------ MATERIAL SUPPLIED ------

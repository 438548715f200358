//! In-memory `Store` backend.
//!
//! Reference implementation of the persistence contract, used by tests and
//! by embedders that do not bring their own database. All interior state
//! sits behind one `RwLock`; the plan-replacement batch performs its
//! delete-and-insert under a single write guard, so readers never observe a
//! partial swap.

use std::collections::HashMap;
use std::sync::{RwLock, RwLockReadGuard, RwLockWriteGuard};

use uuid::Uuid;

use moneta_core::storage::{Store, TransactionFilter};
use moneta_core::CoreError;
use moneta_domain::{
    Bill, Budget, Category, CategoryAllocation, Identifiable, PlanItem, PlanType, SavingsGoal,
    Transaction,
};

#[derive(Default)]
struct Inner {
    transactions: HashMap<Uuid, Transaction>,
    categories: HashMap<Uuid, Category>,
    budgets: HashMap<Uuid, Budget>,
    allocations: HashMap<Uuid, CategoryAllocation>,
    bills: HashMap<Uuid, Bill>,
    goals: HashMap<Uuid, SavingsGoal>,
    plan_items: HashMap<Uuid, PlanItem>,
}

#[derive(Default)]
pub struct MemoryStore {
    inner: RwLock<Inner>,
}

impl MemoryStore {
    pub fn new() -> Self {
        Self::default()
    }

    fn read(&self) -> Result<RwLockReadGuard<'_, Inner>, CoreError> {
        self.inner
            .read()
            .map_err(|_| CoreError::Storage("store lock poisoned".into()))
    }

    fn write(&self) -> Result<RwLockWriteGuard<'_, Inner>, CoreError> {
        self.inner
            .write()
            .map_err(|_| CoreError::Storage("store lock poisoned".into()))
    }
}

fn missing(entity: &str, id: Uuid) -> CoreError {
    CoreError::Storage(format!("{entity} {id} does not exist"))
}

/// Update-by-id semantics: replacing a row that was never inserted is a
/// backend error.
fn replace_existing<T: Identifiable + Clone>(
    map: &mut HashMap<Uuid, T>,
    row: &T,
    entity: &str,
) -> Result<(), CoreError> {
    if !map.contains_key(&row.id()) {
        return Err(missing(entity, row.id()));
    }
    map.insert(row.id(), row.clone());
    Ok(())
}

impl Store for MemoryStore {
    fn transactions(
        &self,
        user_id: Uuid,
        filter: &TransactionFilter,
    ) -> Result<Vec<Transaction>, CoreError> {
        let inner = self.read()?;
        let mut rows: Vec<Transaction> = inner
            .transactions
            .values()
            .filter(|txn| txn.user_id == user_id && filter.matches(txn))
            .cloned()
            .collect();
        rows.sort_by(|a, b| b.date.cmp(&a.date).then(a.id.cmp(&b.id)));
        Ok(rows)
    }

    fn transaction(&self, id: Uuid) -> Result<Option<Transaction>, CoreError> {
        Ok(self.read()?.transactions.get(&id).cloned())
    }

    fn insert_transaction(&self, txn: &Transaction) -> Result<(), CoreError> {
        self.write()?.transactions.insert(txn.id, txn.clone());
        Ok(())
    }

    fn update_transaction(&self, txn: &Transaction) -> Result<(), CoreError> {
        replace_existing(&mut self.write()?.transactions, txn, "transaction")
    }

    fn delete_transaction(&self, id: Uuid) -> Result<(), CoreError> {
        self.write()?
            .transactions
            .remove(&id)
            .map(|_| ())
            .ok_or_else(|| missing("transaction", id))
    }

    fn categories(&self, user_id: Uuid) -> Result<Vec<Category>, CoreError> {
        let inner = self.read()?;
        let mut rows: Vec<Category> = inner
            .categories
            .values()
            .filter(|category| category.user_id == user_id)
            .cloned()
            .collect();
        rows.sort_by(|a, b| a.name.cmp(&b.name).then(a.id.cmp(&b.id)));
        Ok(rows)
    }

    fn category(&self, id: Uuid) -> Result<Option<Category>, CoreError> {
        Ok(self.read()?.categories.get(&id).cloned())
    }

    fn insert_category(&self, category: &Category) -> Result<(), CoreError> {
        self.write()?.categories.insert(category.id, category.clone());
        Ok(())
    }

    fn update_category(&self, category: &Category) -> Result<(), CoreError> {
        replace_existing(&mut self.write()?.categories, category, "category")
    }

    fn delete_category(&self, id: Uuid) -> Result<(), CoreError> {
        self.write()?
            .categories
            .remove(&id)
            .map(|_| ())
            .ok_or_else(|| missing("category", id))
    }

    fn budgets(&self, user_id: Uuid) -> Result<Vec<Budget>, CoreError> {
        let inner = self.read()?;
        let mut rows: Vec<Budget> = inner
            .budgets
            .values()
            .filter(|budget| budget.user_id == user_id)
            .cloned()
            .collect();
        rows.sort_by(|a, b| a.start_date.cmp(&b.start_date).then(a.id.cmp(&b.id)));
        Ok(rows)
    }

    fn budget(&self, id: Uuid) -> Result<Option<Budget>, CoreError> {
        Ok(self.read()?.budgets.get(&id).cloned())
    }

    fn insert_budget(&self, budget: &Budget) -> Result<(), CoreError> {
        self.write()?.budgets.insert(budget.id, budget.clone());
        Ok(())
    }

    fn update_budget(&self, budget: &Budget) -> Result<(), CoreError> {
        replace_existing(&mut self.write()?.budgets, budget, "budget")
    }

    fn delete_budget(&self, id: Uuid) -> Result<(), CoreError> {
        let mut inner = self.write()?;
        inner
            .budgets
            .remove(&id)
            .ok_or_else(|| missing("budget", id))?;
        inner.allocations.retain(|_, allocation| allocation.budget_id != id);
        Ok(())
    }

    fn allocations(&self, budget_id: Uuid) -> Result<Vec<CategoryAllocation>, CoreError> {
        let inner = self.read()?;
        let mut rows: Vec<CategoryAllocation> = inner
            .allocations
            .values()
            .filter(|allocation| allocation.budget_id == budget_id)
            .cloned()
            .collect();
        rows.sort_by(|a, b| a.category_id.cmp(&b.category_id));
        Ok(rows)
    }

    fn upsert_allocation(&self, allocation: &CategoryAllocation) -> Result<(), CoreError> {
        let mut inner = self.write()?;
        inner.allocations.retain(|_, existing| {
            !(existing.budget_id == allocation.budget_id
                && existing.category_id == allocation.category_id)
        });
        inner.allocations.insert(allocation.id, allocation.clone());
        Ok(())
    }

    fn delete_allocation(&self, budget_id: Uuid, category_id: Uuid) -> Result<bool, CoreError> {
        let mut inner = self.write()?;
        let before = inner.allocations.len();
        inner.allocations.retain(|_, allocation| {
            !(allocation.budget_id == budget_id && allocation.category_id == category_id)
        });
        Ok(inner.allocations.len() < before)
    }

    fn bills(&self, user_id: Uuid) -> Result<Vec<Bill>, CoreError> {
        let inner = self.read()?;
        let mut rows: Vec<Bill> = inner
            .bills
            .values()
            .filter(|bill| bill.user_id == user_id)
            .cloned()
            .collect();
        rows.sort_by(|a, b| a.due_date.cmp(&b.due_date).then(a.id.cmp(&b.id)));
        Ok(rows)
    }

    fn bill(&self, id: Uuid) -> Result<Option<Bill>, CoreError> {
        Ok(self.read()?.bills.get(&id).cloned())
    }

    fn insert_bill(&self, bill: &Bill) -> Result<(), CoreError> {
        self.write()?.bills.insert(bill.id, bill.clone());
        Ok(())
    }

    fn update_bill(&self, bill: &Bill) -> Result<(), CoreError> {
        replace_existing(&mut self.write()?.bills, bill, "bill")
    }

    fn delete_bill(&self, id: Uuid) -> Result<(), CoreError> {
        self.write()?
            .bills
            .remove(&id)
            .map(|_| ())
            .ok_or_else(|| missing("bill", id))
    }

    fn goals(&self, user_id: Uuid) -> Result<Vec<SavingsGoal>, CoreError> {
        let inner = self.read()?;
        let mut rows: Vec<SavingsGoal> = inner
            .goals
            .values()
            .filter(|goal| goal.user_id == user_id)
            .cloned()
            .collect();
        rows.sort_by(|a, b| a.name.cmp(&b.name).then(a.id.cmp(&b.id)));
        Ok(rows)
    }

    fn goal(&self, id: Uuid) -> Result<Option<SavingsGoal>, CoreError> {
        Ok(self.read()?.goals.get(&id).cloned())
    }

    fn insert_goal(&self, goal: &SavingsGoal) -> Result<(), CoreError> {
        self.write()?.goals.insert(goal.id, goal.clone());
        Ok(())
    }

    fn update_goal(&self, goal: &SavingsGoal) -> Result<(), CoreError> {
        replace_existing(&mut self.write()?.goals, goal, "goal")
    }

    fn delete_goal(&self, id: Uuid) -> Result<(), CoreError> {
        self.write()?
            .goals
            .remove(&id)
            .map(|_| ())
            .ok_or_else(|| missing("goal", id))
    }

    fn plan_items(
        &self,
        user_id: Uuid,
        plan_type: Option<PlanType>,
    ) -> Result<Vec<PlanItem>, CoreError> {
        let inner = self.read()?;
        let mut rows: Vec<PlanItem> = inner
            .plan_items
            .values()
            .filter(|item| {
                item.user_id == user_id && plan_type.map_or(true, |pt| item.plan_type == pt)
            })
            .cloned()
            .collect();
        rows.sort_by(|a, b| a.created_at.cmp(&b.created_at).then(a.id.cmp(&b.id)));
        Ok(rows)
    }

    fn replace_plan_items(
        &self,
        user_id: Uuid,
        plan_type: PlanType,
        items: &[PlanItem],
    ) -> Result<(), CoreError> {
        // A rejected batch must leave the prior item set untouched: validate
        // everything before the first mutation.
        for item in items {
            if item.user_id != user_id || item.plan_type != plan_type {
                return Err(CoreError::Storage(
                    "replacement batch contains items outside the target plan".into(),
                ));
            }
        }
        let mut inner = self.write()?;
        inner
            .plan_items
            .retain(|_, item| !(item.user_id == user_id && item.plan_type == plan_type));
        for item in items {
            inner.plan_items.insert(item.id, item.clone());
        }
        Ok(())
    }
}

#[cfg(test)]
mod tests {
    use super::*;
    use chrono::{Datelike, TimeZone, Utc};
    use moneta_domain::{PlanItemType, TransactionKind};

    #[test]
    fn transactions_come_back_newest_first() {
        let store = MemoryStore::new();
        let user = Uuid::new_v4();
        let category = Uuid::new_v4();
        for day in [3, 1, 2] {
            let date = Utc.with_ymd_and_hms(2025, 6, day, 12, 0, 0).unwrap();
            store
                .insert_transaction(&Transaction::new(
                    user,
                    10.0,
                    TransactionKind::Expense,
                    date,
                    category,
                ))
                .unwrap();
        }
        let rows = store
            .transactions(user, &TransactionFilter::default())
            .unwrap();
        let days: Vec<u32> = rows
            .iter()
            .map(|txn| txn.date.date_naive().day())
            .collect();
        assert_eq!(days, vec![3, 2, 1]);
    }

    #[test]
    fn rejected_replacement_leaves_previous_plan_intact() {
        let store = MemoryStore::new();
        let user = Uuid::new_v4();
        let created = Utc.with_ymd_and_hms(2025, 6, 1, 0, 0, 0).unwrap();
        let original = PlanItem::new(
            user,
            "Rent",
            1200.0,
            PlanType::Monthly,
            PlanItemType::Expense,
            created,
        );
        store
            .replace_plan_items(user, PlanType::Monthly, &[original.clone()])
            .unwrap();

        // batch contains a foreign item: whole replacement is rejected
        let foreign = PlanItem::new(
            Uuid::new_v4(),
            "Other",
            1.0,
            PlanType::Monthly,
            PlanItemType::Expense,
            created,
        );
        let err = store
            .replace_plan_items(user, PlanType::Monthly, &[foreign])
            .unwrap_err();
        assert!(matches!(err, CoreError::Storage(_)));

        let remaining = store.plan_items(user, Some(PlanType::Monthly)).unwrap();
        assert_eq!(remaining, vec![original]);
    }

    #[test]
    fn upsert_allocation_replaces_the_pair_row() {
        let store = MemoryStore::new();
        let budget_id = Uuid::new_v4();
        let category_id = Uuid::new_v4();
        store
            .upsert_allocation(&CategoryAllocation::new(budget_id, category_id, 100.0))
            .unwrap();
        store
            .upsert_allocation(&CategoryAllocation::new(budget_id, category_id, 150.0))
            .unwrap();
        let rows = store.allocations(budget_id).unwrap();
        assert_eq!(rows.len(), 1);
        assert_eq!(rows[0].amount, 150.0);
    }
}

------

■ **WHAT TO PRODUCE**
From the first line of the listing above to the line that contains "fn read(&self) ->", inclusive, restate every line word for word. Nothing else belongs in the answer.

■ **TASK RESULT**
repository 438548715f200358
//! In-memory `Store` backend.
//!
//! Reference implementation of the persistence contract, used by tests and
//! by embedders that do not bring their own database. All interior state
//! sits behind one `RwLock`; the plan-replacement batch performs its
//! delete-and-insert under a single write guard, so readers never observe a
//! partial swap.

use std::collections::HashMap;
use std::sync::{RwLock, RwLockReadGuard, RwLockWriteGuard};

use uuid::Uuid;

use moneta_core::storage::{Store, TransactionFilter};
use moneta_core::CoreError;
use moneta_domain::{
    Bill, Budget, Category, CategoryAllocation, Identifiable, PlanItem, PlanType, SavingsGoal,
    Transaction,
};

#[derive(Default)]
struct Inner {
    transactions: HashMap<Uuid, Transaction>,
    categories: HashMap<Uuid, Category>,
    budgets: HashMap<Uuid, Budget>,
    allocations: HashMap<Uuid, CategoryAllocation>,
    bills: HashMap<Uuid, Bill>,
    goals: HashMap<Uuid, SavingsGoal>,
    plan_items: HashMap<Uuid, PlanItem>,
}

#[derive(Default)]
pub struct MemoryStore {
    inner: RwLock<Inner>,
}

impl MemoryStore {
    pub fn new() -> Self {
        Self::default()
    }

    fn read(&self) -> Result<RwLockReadGuard<'_, Inner>, CoreError> {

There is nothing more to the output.